He has received many of the honors of his profession, including the
1981
Nobel Prize in Chemistry (shared with Kenichi Fukui).
"Applied theoretical chemistry" is the way Roald Hoffmann likes to
characterize the particular blend of computations stimulated by
experiment and the construction of generalized models, of frameworks
for understanding, that is his contribution to chemistry. The
pedagogical perspective is very strong in his work.

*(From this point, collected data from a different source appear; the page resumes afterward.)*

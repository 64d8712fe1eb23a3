//! Escaping codec: renders values as PostgreSQL literals.
//!
//! Text becomes an `E'...'` escape-string literal. Metacharacters go through a
//! fixed octal table, printable ASCII passes through, and every other code
//! point becomes a `\uXXXX` or `\UXXXXXXXX` escape. Binary payloads become
//! `'\x...'` bytea literals.

use std::fmt::Write;

use chrono::NaiveDateTime;

/// The SQL `NULL` literal used for absent optional values.
pub const NULL_LITERAL: &str = "NULL";

/// Escape `text` as an `E'...'` string literal.
pub fn escape_text(text: &str) -> String {
    if text.is_empty() {
        return "E''".to_string();
    }

    let mut out = String::with_capacity(text.len() * 6 + 3);
    out.push_str("E'");

    for c in text.chars() {
        match c {
            '\0' => out.push(' '),
            '\r' => out.push_str("\\015"),
            '\n' => out.push_str("\\012"),
            '\x0b' => out.push_str("\\013"),
            '\x0c' => out.push_str("\\014"),
            '\\' => out.push_str("\\134"),
            '\'' => out.push_str("\\047"),
            '%' => out.push_str("\\045"),
            '_' => out.push_str("\\137"),
            ':' => out.push_str("\\072"),
            ' '..='~' => out.push(c),
            _ => {
                let code = c as u32;
                // Writing into a String cannot fail.
                if code > 0xFFFF {
                    let _ = write!(out, "\\U{code:08x}");
                } else {
                    let _ = write!(out, "\\u{code:04x}");
                }
            }
        }
    }

    out.push('\'');
    out
}

/// Render `bytes` as a hex bytea literal: `'\x0a1b...'`.
pub fn escape_binary(bytes: &[u8]) -> String {
    let mut out = String::with_capacity(bytes.len() * 2 + 4);
    out.push_str("'\\x");
    out.push_str(&hex::encode(bytes));
    out.push('\'');
    out
}

/// Escape an optional binary payload; `None` renders as `NULL`, never `''`.
pub fn escape_optional_binary(bytes: Option<&[u8]>) -> String {
    match bytes {
        Some(b) => escape_binary(b),
        None => NULL_LITERAL.to_string(),
    }
}

/// Render a timestamp as a quoted ISO-8601 literal without fractional seconds.
pub fn escape_timestamp(ts: &NaiveDateTime) -> String {
    format!("'{}'", ts.format("%Y-%m-%dT%H:%M:%S"))
}

#[cfg(test)]
mod tests {
    use super::*;
    use chrono::NaiveDate;

    #[test]
    fn empty_text_is_empty_literal() {
        assert_eq!(escape_text(""), "E''");
    }

    #[test]
    fn quote_is_escaped() {
        assert_eq!(escape_text("O'Brien"), "E'O\\047Brien'");
    }

    #[test]
    fn metacharacters_use_octal_table() {
        assert_eq!(
            escape_text("a\r\n\x0b\x0c\\%_:b"),
            "E'a\\015\\012\\013\\014\\134\\045\\137\\072b'"
        );
    }

    #[test]
    fn plain_ascii_passes_through() {
        assert_eq!(escape_text("hello world!"), "E'hello world!'");
    }

    #[test]
    fn bmp_code_points_use_short_form() {
        assert_eq!(escape_text("é"), "E'\\u00e9'");
        assert_eq!(escape_text("\u{80}"), "E'\\u0080'");
        assert_eq!(escape_text("\u{FFFF}"), "E'\\uffff'");
        assert_eq!(escape_text("\t"), "E'\\u0009'");
    }

    #[test]
    fn astral_code_points_use_long_form() {
        assert_eq!(escape_text("😀"), "E'\\U0001f600'");
        assert_eq!(escape_text("\u{10000}"), "E'\\U00010000'");
    }

    #[test]
    fn nul_becomes_space() {
        assert_eq!(escape_text("a\0b"), "E'a b'");
    }

    #[test]
    fn binary_is_hex_bytea() {
        assert_eq!(escape_binary(&[0x00, 0xab, 0x10]), "'\\x00ab10'");
        assert_eq!(escape_binary(&[]), "'\\x'");
    }

    #[test]
    fn absent_binary_is_null_not_empty() {
        assert_eq!(escape_optional_binary(None), "NULL");
        assert_eq!(escape_optional_binary(Some(&[0xff])), "'\\xff'");
    }

    #[test]
    fn timestamp_is_iso() {
        let ts = NaiveDate::from_ymd_opt(2016, 3, 24)
            .unwrap()
            .and_hms_opt(16, 5, 0)
            .unwrap();
        assert_eq!(escape_timestamp(&ts), "'2016-03-24T16:05:00'");
    }
}
//! Serializer configuration.

use std::path::PathBuf;

use serde::{Deserialize, Serialize};

use chainsink_core::cache::DEFAULT_RESERVATION_SIZE;
use chainsink_core::error::SinkError;

/// Configuration for a serializer instance.
#[derive(Debug, Clone, Serialize, Deserialize)]
pub struct SerializerConfig {
    /// PostgreSQL connection string (required).
    pub database_url: String,
    /// Schema script run line by line when replay starts from the first block.
    pub path_to_schema: Option<PathBuf>,
    /// Indexes and constraints are only toggled when the database lags the
    /// head by at least this many blocks (or is empty).
    pub index_threshold: u32,
    /// Blocks buffered per flush while following the head.
    pub live_blocks_per_commit: u32,
    /// Blocks buffered per flush while replaying the block log.
    pub reindex_blocks_per_commit: u32,
    /// Statistics are logged and reset every N blocks.
    pub statistics_interval: u32,
    /// Capacity reserved for each pending batch vector.
    pub reservation_size: usize,
}

impl Default for SerializerConfig {
    fn default() -> Self {
        Self {
            database_url: String::new(),
            path_to_schema: None,
            index_threshold: 1_000_000,
            live_blocks_per_commit: 1,
            reindex_blocks_per_commit: 1_000,
            statistics_interval: 100_000,
            reservation_size: DEFAULT_RESERVATION_SIZE,
        }
    }
}

impl SerializerConfig {
    pub fn new(database_url: impl Into<String>) -> Self {
        Self {
            database_url: database_url.into(),
            ..Self::default()
        }
    }

    /// Reject configurations no worker should be started with.
    pub fn validate(&self) -> Result<(), SinkError> {
        if self.database_url.trim().is_empty() {
            return Err(SinkError::Config("`database_url` is required".into()));
        }
        if self.live_blocks_per_commit == 0 {
            return Err(SinkError::Config(
                "`live_blocks_per_commit` must be at least 1".into(),
            ));
        }
        if self.reindex_blocks_per_commit == 0 {
            return Err(SinkError::Config(
                "`reindex_blocks_per_commit` must be at least 1".into(),
            ));
        }
        if self.statistics_interval == 0 {
            return Err(SinkError::Config(
                "`statistics_interval` must be at least 1".into(),
            ));
        }
        Ok(())
    }
}

#[cfg(test)]
mod tests {
    use super::*;

    #[test]
    fn defaults() {
        let cfg = SerializerConfig::default();
        assert_eq!(cfg.index_threshold, 1_000_000);
        assert_eq!(cfg.live_blocks_per_commit, 1);
        assert_eq!(cfg.reindex_blocks_per_commit, 1_000);
        assert_eq!(cfg.reservation_size, 16_000);
        assert!(cfg.path_to_schema.is_none());
    }

    #[test]
    fn missing_url_is_rejected() {
        let err = SerializerConfig::default().validate().unwrap_err();
        assert!(matches!(err, SinkError::Config(_)));
        assert!(SerializerConfig::new("postgresql://localhost/haf").validate().is_ok());
    }

    #[test]
    fn zero_cadence_is_rejected() {
        let mut cfg = SerializerConfig::new("postgresql://localhost/haf");
        cfg.reindex_blocks_per_commit = 0;
        assert!(cfg.validate().is_err());
    }

    #[test]
    fn deserializes_from_json() {
        let cfg: SerializerConfig = serde_json::from_str(
            r#"{"database_url":"postgresql://localhost/haf","path_to_schema":"/etc/haf/schema.sql",
                "index_threshold":500,"live_blocks_per_commit":1,"reindex_blocks_per_commit":2000,
                "statistics_interval":10,"reservation_size":128}"#,
        )
        .unwrap();
        assert_eq!(cfg.reindex_blocks_per_commit, 2000);
        assert_eq!(cfg.path_to_schema.unwrap().to_str(), Some("/etc/haf/schema.sql"));
    }
}
//! chainsink-serializer: serializes applied Hive blocks into PostgreSQL.
//!
//! # Example
//!
//! ```rust,no_run
//! use std::sync::Arc;
//! use chainsink_core::protocol::StaticChainState;
//! use chainsink_core::store::MemoryStore;
//! use chainsink_serializer::{SerializerBuilder, SqlSerializer};
//!
//! # async fn example() -> Result<(), chainsink_core::SinkError> {
//! let config = SerializerBuilder::new()
//!     .database_url("postgresql://hive@localhost/haf_block_log")
//!     .build_config();
//! let chain = Arc::new(StaticChainState::new(vec!["initminer".into()]));
//! let mut serializer = SqlSerializer::start(config, Arc::new(MemoryStore::new()), chain).await?;
//!
//! serializer.on_pre_apply_block(1).await?;
//! // ... on_pre_apply_operation / on_post_apply_block for every block ...
//! serializer.shutdown().await?;
//! # Ok(())
//! # }
//! ```

pub mod builder;
pub mod config;
pub mod loader;
pub mod schema;
pub mod serializer;
pub mod stats;

pub use builder::SerializerBuilder;
pub use config::SerializerConfig;
pub use loader::{load_initial_db_data, InitialDbData};
pub use serializer::{SqlSerializer, SyncMode};
pub use stats::SerializerStats;
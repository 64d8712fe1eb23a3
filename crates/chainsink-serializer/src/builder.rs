//! Fluent builder API for serializer configuration.
//!
//! # Example
//!
//! ```rust
//! use chainsink_serializer::SerializerBuilder;
//!
//! let config = SerializerBuilder::new()
//!     .database_url("postgresql://hive@localhost/haf_block_log")
//!     .path_to_schema("/usr/share/haf/schema.sql")
//!     .index_threshold(1_000_000)
//!     .reindex_blocks_per_commit(1_000)
//!     .build_config();
//! assert!(config.validate().is_ok());
//! ```

use std::path::PathBuf;

use crate::config::SerializerConfig;

/// Fluent builder for `SerializerConfig`.
#[derive(Default)]
pub struct SerializerBuilder {
    config: SerializerConfig,
}

impl SerializerBuilder {
    pub fn new() -> Self {
        Self {
            config: SerializerConfig::default(),
        }
    }

    /// Set the PostgreSQL connection string.
    pub fn database_url(mut self, url: impl Into<String>) -> Self {
        self.config.database_url = url.into();
        self
    }

    /// Set the schema script executed on a fresh database.
    pub fn path_to_schema(mut self, path: impl Into<PathBuf>) -> Self {
        self.config.path_to_schema = Some(path.into());
        self
    }

    /// Set the block gap required before indexes/constraints are toggled.
    pub fn index_threshold(mut self, blocks: u32) -> Self {
        self.config.index_threshold = blocks;
        self
    }

    pub fn live_blocks_per_commit(mut self, blocks: u32) -> Self {
        self.config.live_blocks_per_commit = blocks;
        self
    }

    pub fn reindex_blocks_per_commit(mut self, blocks: u32) -> Self {
        self.config.reindex_blocks_per_commit = blocks;
        self
    }

    /// Log statistics every N blocks.
    pub fn statistics_interval(mut self, blocks: u32) -> Self {
        self.config.statistics_interval = blocks;
        self
    }

    pub fn reservation_size(mut self, rows: usize) -> Self {
        self.config.reservation_size = rows;
        self
    }

    /// Build the `SerializerConfig`.
    pub fn build_config(self) -> SerializerConfig {
        self.config
    }
}
impl SqlSerializer {
    /// Validate `config`, start the table writers and enter live sync.
    pub async fn start(
        config: SerializerConfig,
        store: Arc<dyn Store>,
        chain: Arc<dyn ChainState>,
    ) -> Result<Self, SinkError> {
        config.validate()?;
        info!("initializing sql serializer");

        let writers = Writers::start(store.as_ref()).await?;
        let stage_tracker = Arc::new(StageTracker::new(Writers::COUNT, |block| {
            debug!(block, "block committed by every writer");
        })?);
        writers.set_stage_tracker(&stage_tracker);
        let cache = RecordCache::new(config.reservation_size);
        let blocks_per_commit = config.live_blocks_per_commit;

        let mut serializer = Self {
            config,
            store,
            chain,
            writers,
            shared_controller: None,
            stage_tracker,
            cache,
            mode: SyncMode::Live,
            blocks_per_commit,
            initialized: false,
            psql_block_number: 0,
            head_block_number: 0,
            last_skipped_block: 0,
            last_block_number: 0,
            last_staged_block: 0,
            op_sequence_id: 0,
            block_vops: 0,
            stats: SerializerStats::default(),
        };
        serializer.switch_to_shared_transaction().await?;
        Ok(serializer)
    }

    // ─── Accessors ──────────────────────────────────────────────────────────

    pub fn mode(&self) -> SyncMode {
        self.mode
    }

    pub fn blocks_per_commit(&self) -> u32 {
        self.blocks_per_commit
    }

    pub fn psql_block_number(&self) -> u32 {
        self.psql_block_number
    }

    /// Id of the last operation handed out.
    pub fn last_operation_id(&self) -> i64 {
        self.op_sequence_id
    }

    pub fn cache(&self) -> &RecordCache {
        &self.cache
    }

    pub fn stats(&self) -> &SerializerStats {
        &self.stats
    }

    pub fn is_initialized(&self) -> bool {
        self.initialized
    }

    /// Highest block every table writer has committed; 0 before the first.
    pub fn committed_block(&self) -> u32 {
        self.stage_tracker.committed_block()
    }

    /// Follow [`committed_block`](Self::committed_block) as it advances.
    pub fn subscribe_committed_blocks(&self) -> watch::Receiver<u32> {
        self.stage_tracker.subscribe()
    }

    // ─── Notifications ──────────────────────────────────────────────────────

    /// Before each block; only the first call initializes the database.
    pub async fn on_pre_apply_block(&mut self, block_num: u32) -> Result<(), SinkError> {
        if self.initialized {
            return Ok(());
        }
        info!(block = block_num, "entering resync data init");
        self.init_database(block_num == 1, block_num).await?;
        info!("leaving resync data init");
        Ok(())
    }

    /// Before each operation, real or virtual.
    pub async fn on_pre_apply_operation(&mut self, note: &OperationNotification) -> Result<(), SinkError> {
        if self.chain.is_producing() {
            debug!("skipping operation from an incoming transaction while producing");
            return Ok(());
        }
        if self.skip_reversible_block(note.block)? {
            return Ok(());
        }

        let started = Instant::now();
        let is_virtual = note.op.is_virtual();

        self.op_sequence_id += 1;
        let operation_id = self.op_sequence_id;

        if !is_virtual {
            collect_new_ids(&mut self.cache, &note.op)?;
        }

        let op_pos = if is_virtual && note.trx_in_block < 0 {
            let pos = self.block_vops;
            self.block_vops += 1;
            pos
        } else {
            note.op_in_trx
        };

        self.cache.total_size += std::mem::size_of::<OperationRow>();
        let row = OperationRow::new(operation_id, note.block, note.trx_in_block, op_pos, &note.op)?;
        self.cache.total_size += row.body.len();
        self.cache.batches.operations.push(row);

        collect_impacted_accounts(&mut self.cache, operation_id, &note.op)?;

        self.stats.operations.record(1, started.elapsed());
        Ok(())
    }

    /// After all operations of a block.
    pub async fn on_post_apply_block(&mut self, note: &BlockNotification) -> Result<(), SinkError> {
        if self.chain.is_producing() {
            return Err(SinkError::Consistency(format!(
                "block {} applied while the node is producing",
                note.block_num
            )));
        }
        if self.skip_reversible_block(note.block_num)? {
            return Ok(());
        }

        let started = Instant::now();
        self.handle_transactions(&note.block.transactions, note.block_num);
        self.stats
            .transactions
            .record(note.block.transactions.len() as u64, started.elapsed());

        let started = Instant::now();
        self.cache.total_size += note.block_id.len() + std::mem::size_of::<u32>();
        self.cache.batches.blocks.push(BlockRow {
            number: note.block_num,
            hash: note.block_id.clone(),
            prev_hash: note.prev_block_id.clone(),
            created_at: note.block.timestamp,
        });
        self.block_vops = 0;
        self.last_block_number = note.block_num;
        self.stats.blocks.record(1, started.elapsed());

        if note.block_num % self.blocks_per_commit == 0 {
            self.process_cached_data().await?;
        }
        if note.block_num % self.config.statistics_interval == 0 {
            self.stats.report(note.block_num);
        }
        Ok(())
    }

    /// Replay of the block log is about to start.
    pub async fn on_pre_reindex(&mut self, note: &ReindexNotification) -> Result<(), SinkError> {
        info!(
            force_replay = note.force_replay,
            max_block = note.max_block_number,
            "entering reindex init"
        );
        if !self.initialized {
            self.init_database(note.force_replay, note.max_block_number).await?;
        }

        // Anything buffered under live sync must land in the shared transaction.
        if !self.cache.is_empty() {
            self.process_cached_data().await?;
        }
        self.switch_to_independent_transactions().await?;

        self.blocks_per_commit = self.config.reindex_blocks_per_commit;
        self.mode = SyncMode::Reindex;
        info!(blocks_per_commit = self.blocks_per_commit, "leaving reindex init");
        Ok(())
    }

    /// Replay of the block log has finished.
    pub async fn on_post_reindex(&mut self, note: &ReindexNotification) -> Result<(), SinkError> {
        info!(
            last_block = note.last_block_number,
            max_block = note.max_block_number,
            "finishing reindex"
        );

        self.process_cached_data().await?;
        self.writers.complete_data_processing().await?;

        if note.last_block_number >= note.max_block_number {
            self.switch_db_items(true).await?;
        }

        self.switch_to_shared_transaction().await?;
        self.blocks_per_commit = self.config.live_blocks_per_commit;
        self.mode = SyncMode::Live;
        Ok(())
    }

    // ─── Shutdown ───────────────────────────────────────────────────────────

    /// Flush everything buffered, stop the writers and close the shared
    /// transaction.
    ///
    /// Every step runs even after an earlier one failed, so the writers are
    /// always joined and every connection is closed. The first error is
    /// returned.
    pub async fn shutdown(mut self) -> Result<(), SinkError> {
        info!("flushing rest of data, wait a moment");
        let mut first_error = None;

        if !self.cache.is_empty() {
            keep_first_error(&mut first_error, "final flush", self.process_cached_data().await);
        }
        keep_first_error(
            &mut first_error,
            "waiting for writers",
            self.writers.complete_data_processing().await,
        );
        if let Some(shared) = self.shared_controller.take() {
            keep_first_error(&mut first_error, "final commit", shared.commit_pending().await);
            keep_first_error(&mut first_error, "closing shared transaction", shared.disconnect().await);
        }
        keep_first_error(&mut first_error, "joining writers", self.writers.join().await);

        match first_error {
            Some(e) => Err(e),
            None => {
                info!("done, cleanup complete");
                Ok(())
            }
        }
    }

    /// Stop every writer at once, discarding whatever is not committed yet.
    pub async fn cancel(mut self) -> Result<(), SinkError> {
        warn!("cancelling sql serializer");
        self.writers.cancel().await?;
        if let Some(shared) = self.shared_controller.take() {
            shared.disconnect().await?;
        }
        Ok(())
    }

    // ─── Internals ──────────────────────────────────────────────────────────

    async fn init_database(&mut self, fresh: bool, max_block_number: u32) -> Result<(), SinkError> {
        self.head_block_number = max_block_number;

        if fresh {
            if let Some(path) = self.config.path_to_schema.clone() {
                execute_schema_script(self.store.as_ref(), &path).await?;
            }
        }

        let data = load_initial_db_data(self.store.as_ref()).await?;
        self.psql_block_number = data.psql_block_number;
        self.op_sequence_id = data.max_operation_id;
        self.cache.seed_accounts(data.accounts);
        self.cache.seed_permlinks(data.permlinks);
        info!(
            next_account_id = self.cache.next_account_id,
            next_permlink_id = self.cache.next_permlink_id,
            next_operation_id = self.op_sequence_id + 1,
            psql_block_number = self.psql_block_number,
            "seeded caches from the database"
        );

        if fresh {
            execute_in_transaction(self.store.as_ref(), &operation_type_definitions()).await?;
            let imported = import_builtin_accounts(&mut self.cache, self.chain.accounts());
            info!(imported, "builtin accounts imported");
        }

        self.switch_db_items(false).await?;
        self.initialized = true;
        Ok(())
    }

    /// Toggle indexes and constraints when the database is empty or far
    /// enough behind the head.
    async fn switch_db_items(&self, create: bool) -> Result<(), SinkError> {
        let allowed = self.psql_block_number == 0
            || u64::from(self.psql_block_number) + u64::from(self.config.index_threshold)
                <= u64::from(self.head_block_number);

        if !allowed {
            info!(
                psql_block_number = self.psql_block_number,
                index_threshold = self.config.index_threshold,
                head_block_number = self.head_block_number,
                "switching indexes and constraints isn't allowed"
            );
            return Ok(());
        }
        info!(
            psql_block_number = self.psql_block_number,
            index_threshold = self.config.index_threshold,
            head_block_number = self.head_block_number,
            "switching indexes and constraints is allowed"
        );
        switch_db_items(self.store.as_ref(), create).await
    }

    /// `true` if `block_num` is already persisted. Such a block must still
    /// be reversible; anything older means the database and the chain
    /// disagree.
    fn skip_reversible_block(&mut self, block_num: u32) -> Result<bool, SinkError> {
        if block_num > self.psql_block_number {
            return Ok(false);
        }

        let last_irreversible = self.chain.last_irreversible_block_num();
        if block_num <= last_irreversible {
            return Err(SinkError::IrreversibleBlockReplayed {
                block_number: block_num,
                last_irreversible,
            });
        }
        if self.last_skipped_block < block_num {
            info!(block = block_num, "skipping data provided by already processed reversible block");
            self.last_skipped_block = block_num;
        }
        Ok(true)
    }

    fn handle_transactions(&mut self, transactions: &[SignedTransaction], block_num: u32) {
        for (trx_in_block, trx) in transactions.iter().enumerate() {
            let mut signatures = trx.signatures.iter();

            self.cache.total_size += trx.id.len() + std::mem::size_of::<TransactionRow>();
            self.cache.batches.transactions.push(TransactionRow {
                block_number: block_num,
                hash: trx.id.clone(),
                trx_in_block: trx_in_block as u32,
                ref_block_num: trx.ref_block_num,
                ref_block_prefix: trx.ref_block_prefix,
                expiration: trx.expiration,
                signature: signatures.next().cloned(),
            });

            for signature in signatures {
                self.cache.batches.transactions_multisig.push(TransactionMultisigRow {
                    trx_hash: trx.id.clone(),
                    signature: signature.clone(),
                });
            }
        }
    }

    /// Hand every pending batch to the writers. In live sync, wait for all of
    /// them and commit the shared transaction.
    async fn process_cached_data(&mut self) -> Result<(), SinkError> {
        self.writers.ensure_running()?;

        let started = Instant::now();
        let batches = self.cache.take_batches();
        let live = self.mode == SyncMode::Live;

        // A replay flush is tagged with its last block so every writer
        // reports it once committed. Live blocks complete with the shared
        // commit below.
        let stage = (!live && self.last_block_number > self.last_staged_block)
            .then_some(self.last_block_number);
        if let Some(block) = stage {
            self.last_staged_block = block;
        }

        self.writers.flush(batches, stage, live).await?;
        if live {
            if let Some(shared) = &self.shared_controller {
                shared.commit_pending().await?;
            }
            self.stage_tracker.complete_stage(self.last_block_number);
        }
        self.stats.record_flush(started.elapsed());
        Ok(())
    }

    async fn switch_to_shared_transaction(&mut self) -> Result<(), SinkError> {
        let shared = Arc::new(SharedTransactionController::connect(self.store.as_ref()).await?);
        self.writers
            .register_transaction_controller(Arc::clone(&shared) as TransactionControllerPtr)?;
        self.shared_controller = Some(shared);
        debug!("writers switched to the shared transaction");
        Ok(())
    }

    async fn switch_to_independent_transactions(&mut self) -> Result<(), SinkError> {
        self.writers.restore_transaction_controller()?;
        if let Some(shared) = self.shared_controller.take() {
            shared.commit_pending().await?;
            shared.disconnect().await?;
        }
        debug!("writers switched to independent transactions");
        Ok(())
    }
}
//! chainsink-core: building blocks of the Hive-to-PostgreSQL batch sink.
//!
//! # Architecture
//!
//! ```text
//! SqlSerializer (coordinator task)
//!      ├── RecordCache       (id caches + pending batches, coordinator-owned)
//!      ├── ids               (account/permlink allocation, impact linking)
//!      └── TableWriter<R> ×7 (one DataProcessor task per table)
//!               └── TransactionController
//!                      ├── Shared       (live: one transaction per block)
//!                      └── Independent  (reindex: one transaction per flush)
//!                             └── Store backend (memory / Postgres)
//! ```

pub mod cache;
pub mod error;
pub mod escape;
pub mod ids;
pub mod processor;
pub mod protocol;
pub mod records;
pub mod stage;
pub mod store;
pub mod tx_controller;
pub mod writer;

pub use cache::{Batches, RecordCache};
pub use error::SinkError;
pub use processor::{DataProcessor, ProcessingStatus, ProcessorState};
pub use protocol::{ChainState, Operation, OperationKind};
pub use records::{
    AccountInfo, AccountOperationRow, AccountRow, BlockRow, OperationRow, PermlinkRow,
    TransactionMultisigRow, TransactionRow,
};
pub use stage::StageTracker;
pub use store::{Connection, MemoryStore, Row, SqlValue, Store};
pub use tx_controller::{
    ControllerKind, IndependentTransactionController, SharedTransactionController,
    TransactionController, TransactionControllerPtr, TransactionHandle,
};
pub use writer::{SqlTuple, TableWriter};
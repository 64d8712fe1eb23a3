//! Periodic throughput statistics.

use std::time::Duration;

use serde::Serialize;
use tracing::info;

/// Count and time spent for one kind of record.
#[derive(Debug, Clone, Copy, Default, PartialEq, Eq, Serialize)]
pub struct StatCounter {
    pub count: u64,
    /// Time spent buffering these records on the coordinator.
    pub processing_time: Duration,
}

impl StatCounter {
    pub fn record(&mut self, count: u64, elapsed: Duration) {
        self.count += count;
        self.processing_time += elapsed;
    }
}

/// Statistics accumulated since the last report.
#[derive(Debug, Clone, Copy, Default, PartialEq, Eq, Serialize)]
pub struct SerializerStats {
    pub blocks: StatCounter,
    pub transactions: StatCounter,
    pub operations: StatCounter,
    pub flushes: u64,
    /// Time spent handing batches to the writers (and waiting in live sync).
    pub flush_time: Duration,
}

impl SerializerStats {
    pub fn record_flush(&mut self, elapsed: Duration) {
        self.flushes += 1;
        self.flush_time += elapsed;
    }

    /// Log the current figures and start over.
    pub fn report(&mut self, block_num: u32) {
        info!(
            block = block_num,
            blocks = self.blocks.count,
            blocks_us = self.blocks.processing_time.as_micros() as u64,
            transactions = self.transactions.count,
            transactions_us = self.transactions.processing_time.as_micros() as u64,
            operations = self.operations.count,
            operations_us = self.operations.processing_time.as_micros() as u64,
            flushes = self.flushes,
            flush_us = self.flush_time.as_micros() as u64,
            "serializer statistics"
        );
        self.reset();
    }

    pub fn reset(&mut self) {
        *self = Self::default();
    }
}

Notable at the same time is his reaching out to the general public; he
participated, for example, in the production of a television course in
introductory chemistry titled "The World of Chemistry," shown widely
since 1990. And, as a writer, Hoffmann has carved out a land between
science, poetry, and philosophy, through many essays and three books,
Chemistry Imagined with artist Vivian Torrence, The Same and Not the
Same and Old Wine (translated into six languages), New Flasks:
Reflections on Science and Jewish Tradition, with Shira Leibowitz
Schmidt.
Hoffmann is also an accomplished poet and playwright. He began writing
poetry in the mid-1970s, eventually publishing the first of a number of
collections, The Metamict State, in 1987, followed three years later by
Gaps and Verges, then Memory Effects (1999), Soliton (2002), and most
recently, in Spanish, Catalista. He has also co-written a play with
fellow chemist Carl Djerassi, entitled Oxygen, which has been performed
worldwide, translated into ten languages. A second play by Roald
Hoffmann, Should’ve, had its initial workshop production in Edmonton,
Canada in 2006.
Unadvertised, a monthly cabaret Roald runs at the Cornelia Street Café
in Greenwich Vilage, "Entertaining Science," has become the hot cheap
ticket in NYC.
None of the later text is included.